═════ Data for analysis
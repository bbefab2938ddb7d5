//! Worker-pool asset loader with main-thread completions.

use std::collections::HashMap;
use std::path::{Path, PathBuf};
use std::sync::Arc;
use std::sync::atomic::{AtomicBool, Ordering};
use std::thread::JoinHandle;
use std::time::{Duration, Instant};

use orrery_geometry::Typeface;

use crate::error::AssetError;
use crate::source::{AssetSource, Fetcher};
use crate::texture::{CubeTextureData, TextureData, decode_cube, decode_texture};

pub type RequestId = u64;

/// How long [`AssetLoader::shutdown`] waits for a worker that is mid-load
/// before detaching it.
const SHUTDOWN_GRACE: Duration = Duration::from_millis(200);

/// What a request produces.
#[derive(Debug, Clone, Copy, PartialEq, Eq)]
pub enum AssetKind {
    Texture,
    CubeTexture,
    Font,
}

/// A load to perform on a worker thread.
#[derive(Debug, Clone, PartialEq, Eq)]
pub enum AssetRequest {
    Texture(AssetSource),
    /// Six faces in `+X, -X, +Y, -Y, +Z, -Z` order.
    CubeTexture(Vec<AssetSource>),
    Font(AssetSource),
}

impl AssetRequest {
    pub fn texture(reference: &str, root: &Path) -> Self {
        Self::Texture(AssetSource::resolve(reference, root))
    }

    pub fn cube<S: AsRef<str>>(faces: &[S], root: &Path) -> Self {
        Self::CubeTexture(
            faces
                .iter()
                .map(|f| AssetSource::resolve(f.as_ref(), root))
                .collect(),
        )
    }

    pub fn font(reference: &str, root: &Path) -> Self {
        Self::Font(AssetSource::resolve(reference, root))
    }

    pub fn kind(&self) -> AssetKind {
        match self {
            Self::Texture(_) => AssetKind::Texture,
            Self::CubeTexture(_) => AssetKind::CubeTexture,
            Self::Font(_) => AssetKind::Font,
        }
    }

    fn display_name(&self) -> String {
        match self {
            Self::Texture(source) | Self::Font(source) => source.display_name(),
            Self::CubeTexture(faces) => faces
                .first()
                .map(|f| format!("{} (+{} faces)", f.display_name(), faces.len() - 1))
                .unwrap_or_else(|| "empty cube".to_string()),
        }
    }

    /// Performs the blocking read and decode.
    fn execute(&self, fetcher: &Fetcher) -> Result<Asset, AssetError> {
        match self {
            Self::Texture(source) => {
                let bytes = fetcher.read_bytes(source)?;
                decode_texture(&source.display_name(), &bytes).map(Asset::Texture)
            }
            Self::CubeTexture(sources) => {
                if sources.len() != 6 {
                    return Err(AssetError::CubeFaceCount(sources.len()));
                }
                let faces = sources
                    .iter()
                    .map(|source| {
                        let bytes = fetcher.read_bytes(source)?;
                        decode_texture(&source.display_name(), &bytes)
                    })
                    .collect::<Result<Vec<_>, _>>()?;
                decode_cube(faces).map(Asset::CubeTexture)
            }
            Self::Font(source) => {
                let bytes = fetcher.read_bytes(source)?;
                Typeface::from_slice(&bytes)
                    .map(|typeface| Asset::Font(Arc::new(typeface)))
                    .map_err(|err| AssetError::Font {
                        name: source.display_name(),
                        source: err,
                    })
            }
        }
    }
}

/// A loaded asset.
#[derive(Debug, Clone)]
pub enum Asset {
    Texture(TextureData),
    CubeTexture(CubeTextureData),
    Font(Arc<Typeface>),
}

impl Asset {
    pub fn kind(&self) -> AssetKind {
        match self {
            Self::Texture(_) => AssetKind::Texture,
            Self::CubeTexture(_) => AssetKind::CubeTexture,
            Self::Font(_) => AssetKind::Font,
        }
    }
}

struct LoadTask {
    id: RequestId,
    request: AssetRequest,
}

struct LoadResult {
    id: RequestId,
    name: String,
    asset: Result<Asset, AssetError>,
}

type Completion<C> = Box<dyn FnOnce(Asset, &mut C)>;

/// Loads assets on a small thread pool and hands them back on the main thread.
///
/// Completions receive `&mut C`, the caller's scene context, when
/// [`poll`](Self::poll) runs them. A failed load logs a warning and its
/// completion is dropped without running.
pub struct AssetLoader<C> {
    root: PathBuf,
    task_sender: Option<crossbeam_channel::Sender<LoadTask>>,
    result_receiver: crossbeam_channel::Receiver<LoadResult>,
    worker_handles: Vec<JoinHandle<()>>,
    cancelled: Arc<AtomicBool>,
    pending: HashMap<RequestId, Completion<C>>,
    next_id: RequestId,
}

impl<C> AssetLoader<C> {
    /// Spawns `worker_count` loader threads (at least one). Relative
    /// references resolve under `root`.
    pub fn new(root: impl Into<PathBuf>, worker_count: usize) -> Self {
        Self::with_fetcher(root, worker_count, Fetcher::default())
    }

    /// Like [`new`](Self::new), reading through `fetcher`.
    pub fn with_fetcher(root: impl Into<PathBuf>, worker_count: usize, fetcher: Fetcher) -> Self {
        let (task_tx, task_rx) = crossbeam_channel::unbounded::<LoadTask>();
        let (result_tx, result_rx) = crossbeam_channel::unbounded();
        let cancelled = Arc::new(AtomicBool::new(false));

        let worker_count = worker_count.max(1);
        let mut handles = Vec::with_capacity(worker_count);
        for _ in 0..worker_count {
            let rx = task_rx.clone();
            let tx = result_tx.clone();
            let cancelled = Arc::clone(&cancelled);
            let fetcher = fetcher.clone();
            handles.push(std::thread::spawn(move || {
                while let Ok(task) = rx.recv() {
                    // Queued work is abandoned once the loader shuts down.
                    if cancelled.load(Ordering::Acquire) {
                        break;
                    }
                    let _ = tx.send(LoadResult {
                        id: task.id,
                        name: task.request.display_name(),
                        asset: task.request.execute(&fetcher),
                    });
                }
            }));
        }

        Self {
            root: root.into(),
            task_sender: Some(task_tx),
            result_receiver: result_rx,
            worker_handles: handles,
            cancelled,
            pending: HashMap::new(),
            next_id: 0,
        }
    }

    pub fn root(&self) -> &Path {
        &self.root
    }

    /// Queues `request`; `on_complete` runs during a later [`poll`](Self::poll).
    ///
    /// Returns `None` once the loader has been shut down.
    pub fn load(
        &mut self,
        request: AssetRequest,
        on_complete: impl FnOnce(Asset, &mut C) + 'static,
    ) -> Option<RequestId> {
        let sender = self.task_sender.as_ref()?;
        let id = self.next_id;
        self.next_id += 1;
        sender.send(LoadTask { id, request }).ok()?;
        self.pending.insert(id, Box::new(on_complete));
        Some(id)
    }

    pub fn load_texture(
        &mut self,
        reference: &str,
        on_loaded: impl FnOnce(TextureData, &mut C) + 'static,
    ) -> Option<RequestId> {
        let request = AssetRequest::texture(reference, &self.root);
        self.load(request, move |asset, ctx| {
            if let Asset::Texture(texture) = asset {
                on_loaded(texture, ctx);
            }
        })
    }

    pub fn load_cube_texture<S: AsRef<str>>(
        &mut self,
        faces: &[S],
        on_loaded: impl FnOnce(CubeTextureData, &mut C) + 'static,
    ) -> Option<RequestId> {
        let request = AssetRequest::cube(faces, &self.root);
        self.load(request, move |asset, ctx| {
            if let Asset::CubeTexture(cube) = asset {
                on_loaded(cube, ctx);
            }
        })
    }

    pub fn load_font(
        &mut self,
        reference: &str,
        on_loaded: impl FnOnce(Arc<Typeface>, &mut C) + 'static,
    ) -> Option<RequestId> {
        let request = AssetRequest::font(reference, &self.root);
        self.load(request, move |asset, ctx| {
            if let Asset::Font(font) = asset {
                on_loaded(font, ctx);
            }
        })
    }

    /// Runs completions for every finished load. Called once per frame on the
    /// main thread. Returns the number of completions that ran.
    pub fn poll(&mut self, ctx: &mut C) -> usize {
        let mut completed = 0;
        while let Ok(result) = self.result_receiver.try_recv() {
            let Some(on_complete) = self.pending.remove(&result.id) else {
                continue;
            };
            match result.asset {
                Ok(asset) => {
                    tracing::debug!(name = %result.name, kind = ?asset.kind(), "asset loaded");
                    on_complete(asset, ctx);
                    completed += 1;
                }
                Err(err) => tracing::warn!(name = %result.name, "asset load failed: {err}"),
            }
        }
        completed
    }

    /// Loads queued or in flight.
    pub fn pending_count(&self) -> usize {
        self.pending.len()
    }

    /// Stops the workers. Queued loads are skipped, and a worker still
    /// blocked on a read after a short grace period is detached; the fetch
    /// timeouts end it later. Pending completions are dropped.
    pub fn shutdown(&mut self) {
        self.cancelled.store(true, Ordering::Release);
        self.task_sender.take();

        let deadline = Instant::now() + SHUTDOWN_GRACE;
        for handle in self.worker_handles.drain(..) {
            while !handle.is_finished() && Instant::now() < deadline {
                std::thread::sleep(Duration::from_millis(2));
            }
            if handle.is_finished() {
                let _ = handle.join();
            } else {
                tracing::debug!("detaching asset worker blocked on a load");
            }
        }
        self.pending.clear();
    }
}

impl<C> Drop for AssetLoader<C> {
    fn drop(&mut self) {
        self.shutdown();
    }
}

#[cfg(test)]
mod tests {
    use std::time::{Duration, Instant};

    use super::*;
    use crate::source::tests::stalled_server;
    use crate::texture::tests::png_bytes;

    #[derive(Default)]
    struct Sink {
        textures: Vec<(u32, u32)>,
        cubes: Vec<u32>,
        fonts: Vec<usize>,
    }

    /// Polls until nothing is pending or a few seconds pass.
    fn poll_all(loader: &mut AssetLoader<Sink>, sink: &mut Sink) {
        let deadline = Instant::now() + Duration::from_secs(5);
        while loader.pending_count() > 0 && Instant::now() < deadline {
            loader.poll(sink);
            std::thread::sleep(Duration::from_millis(5));
        }
    }

    #[test]
    fn test_request_kinds() {
        let root = Path::new("assets");
        assert_eq!(AssetRequest::texture("a.png", root).kind(), AssetKind::Texture);
        assert_eq!(
            AssetRequest::cube(&["a.jpg"; 6], root).kind(),
            AssetKind::CubeTexture
        );
        assert_eq!(AssetRequest::font("f.json", root).kind(), AssetKind::Font);
    }

    #[test]
    fn test_texture_completion_runs_on_poll() {
        let dir = tempfile::tempdir().unwrap();
        std::fs::write(dir.path().join("tile.png"), png_bytes(4, 2, [9, 9, 9, 255])).unwrap();

        let mut loader = AssetLoader::new(dir.path(), 2);
        let mut sink = Sink::default();
        loader
            .load_texture("tile.png", |texture, sink: &mut Sink| {
                sink.textures.push((texture.width, texture.height));
            })
            .unwrap();
        assert_eq!(loader.pending_count(), 1);
        assert!(sink.textures.is_empty());

        poll_all(&mut loader, &mut sink);
        assert_eq!(sink.textures, vec![(4, 2)]);
        assert_eq!(loader.pending_count(), 0);
    }

    #[test]
    fn test_failed_load_drops_completion() {
        let dir = tempfile::tempdir().unwrap();
        let mut loader = AssetLoader::new(dir.path(), 1);
        let mut sink = Sink::default();
        loader
            .load_texture("missing.png", |texture, sink: &mut Sink| {
                sink.textures.push((texture.width, texture.height));
            })
            .unwrap();

        poll_all(&mut loader, &mut sink);
        assert!(sink.textures.is_empty());
        assert_eq!(loader.pending_count(), 0);
    }

    #[test]
    fn test_cube_texture() {
        let dir = tempfile::tempdir().unwrap();
        let names = ["px.png", "nx.png", "py.png", "ny.png", "pz.png", "nz.png"];
        for name in names {
            std::fs::write(dir.path().join(name), png_bytes(8, 8, [0, 0, 255, 255])).unwrap();
        }

        let mut loader = AssetLoader::new(dir.path(), 2);
        let mut sink = Sink::default();
        loader
            .load_cube_texture(&names, |cube, sink: &mut Sink| sink.cubes.push(cube.size))
            .unwrap();
        poll_all(&mut loader, &mut sink);
        assert_eq!(sink.cubes, vec![8]);
    }

    #[test]
    fn test_font_load() {
        let dir = tempfile::tempdir().unwrap();
        std::fs::write(
            dir.path().join("font.json"),
            r#"{"resolution": 1000, "glyphs": {"a": {"ha": 500, "o": "m 0 0 l 0 500 l 500 500 z"}}}"#,
        )
        .unwrap();

        let mut loader = AssetLoader::new(dir.path(), 1);
        let mut sink = Sink::default();
        loader
            .load_font("font.json", |font, sink: &mut Sink| {
                sink.fonts.push(font.glyph_count())
            })
            .unwrap();
        poll_all(&mut loader, &mut sink);
        assert_eq!(sink.fonts, vec![1]);
    }

    #[test]
    fn test_shutdown_rejects_new_loads() {
        let dir = tempfile::tempdir().unwrap();
        let mut loader: AssetLoader<Sink> = AssetLoader::new(dir.path(), 1);
        loader.shutdown();
        assert!(loader.load_texture("a.png", |_, _| {}).is_none());
        assert_eq!(loader.pending_count(), 0);
    }

    #[test]
    fn test_shutdown_does_not_wait_for_stalled_fetch() {
        let url = stalled_server();
        let mut loader: AssetLoader<Sink> = AssetLoader::new(Path::new("assets"), 1);
        loader
            .load_font(&url, |font, sink: &mut Sink| sink.fonts.push(font.glyph_count()))
            .unwrap();
        loader
            .load_texture("queued.png", |texture, sink: &mut Sink| {
                sink.textures.push((texture.width, texture.height))
            })
            .unwrap();
        // Let the worker pick up the fetch and block on it.
        std::thread::sleep(Duration::from_millis(100));

        let started = Instant::now();
        loader.shutdown();
        assert!(started.elapsed() < Duration::from_secs(2));
        assert_eq!(loader.pending_count(), 0);
    }

    #[test]
    fn test_drop_after_queueing_returns_promptly() {
        let url = stalled_server();
        let started = Instant::now();
        {
            let mut loader: AssetLoader<Sink> = AssetLoader::new(Path::new("assets"), 2);
            for _ in 0..4 {
                loader.load_font(&url, |_, _| {}).unwrap();
            }
        }
        assert!(started.elapsed() < Duration::from_secs(2));
    }
}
══════════
▶ [What to produce] The answer is to be one number: the count of lines in the entries containing the string "sync".

▶ [Result] 2